本日、藤井聡太七段VS.永瀬拓矢二冠の棋聖戦挑戦者決定戦。

藤井七段の最年少タイトル挑戦が掛かる勝負だが、今後はタイトル戦の常連になると信じているので、この一局に一喜一憂することなく、冷静に視聴できる。

私は藤井七段の将棋が好きだ。好きだから追いかけているうちに、ネットで将棋を見る機会が増え、さまざまな棋士の個性(棋風)もわかってきた。
藤井七段の将棋は、紛れもなくAI時代のものであるが、AI的かというとそうではないと思う。とても人間的だと感じる。

少し前までは、人間とAIのどちらが強いか競っていたが、この勝負はAIの進化により、人間は勝てないことがはっきりした。
これにより、AIよりも弱い人間の将棋が色褪せて見えるかと思っていたが、逆に面白くなった。人間らしさが、際立つようになったからだ。

最近の将棋中継では、AIの候補手が画面に映し出される。勝勢のときは、その中から最善手を指し続けることが勝利への近道だ。

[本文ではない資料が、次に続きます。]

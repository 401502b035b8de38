//! Video encoding: clips, concat manifest, and the external ffmpeg process.
//!
//! | Operation | Implementation |
//! |---|---|
//! | **Version probe** | `ffmpeg -version` |
//! | **Render clip** | `-loop 1` still image → libx264 clip |
//! | **Concat** | concat demuxer + stream copy |
//!
//! The module is split into:
//! - **Backend**: [`Encoder`] trait + [`EncodeError`]
//! - **Ffmpeg**: [`FfmpegEncoder`] and its argument builders
//! - **Manifest**: the clip list fed to the concat demuxer

pub mod backend;
pub mod ffmpeg;
pub mod manifest;

pub use backend::{EncodeError, Encoder};
pub use ffmpeg::FfmpegEncoder;
pub use manifest::{MANIFEST_FILE_NAME, format_manifest, write_manifest};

しかし、敗勢のときは、最善手を指し続けても、相手が同様に最善手を指し続けていけば、負けてしまう。だから、最善手を指すことよりも、相手を惑わすことが重要になる。つまり、人の心理を読み解き、揺さぶりを掛けられるどうかが鍵になる。
そして、敗勢のときの藤井七段は人間的な駆け引きに、相手を引きずり込もうとしているように見えて、心憎い。

勝勢のときの藤井七段も面白い。AI最善手を指し続けるかと思えば、そこから離れる妙手も繰り出す。とりわけ、終盤に向かうあたりの追い込み方が見事だ。詰むか詰まされるかの速度を見切る力が高いので、隙を作って相手に攻められているように見えても、最後に一手差で勝ちきることが多い。冷淡に安全に勝つことよりも、肉を切らせて骨を断つような勝ち方の美意識を感じる。

もちろん、藤井七段よりも自由で独創的な棋風で魅力的に映る棋士も少なくない。しかし、AI時代の生き方を考えながら、人間・藤井聡太七段について考えることは楽しい時間だ。

P.S. 現在、第3回AbemaTVトーナメントが毎週土曜日に放映されている。これがエンターテインメントとして、すこぶる面白い。強い者同士の個人戦勝負だけが将棋の醍醐味ではないことを、毎週見せつけている。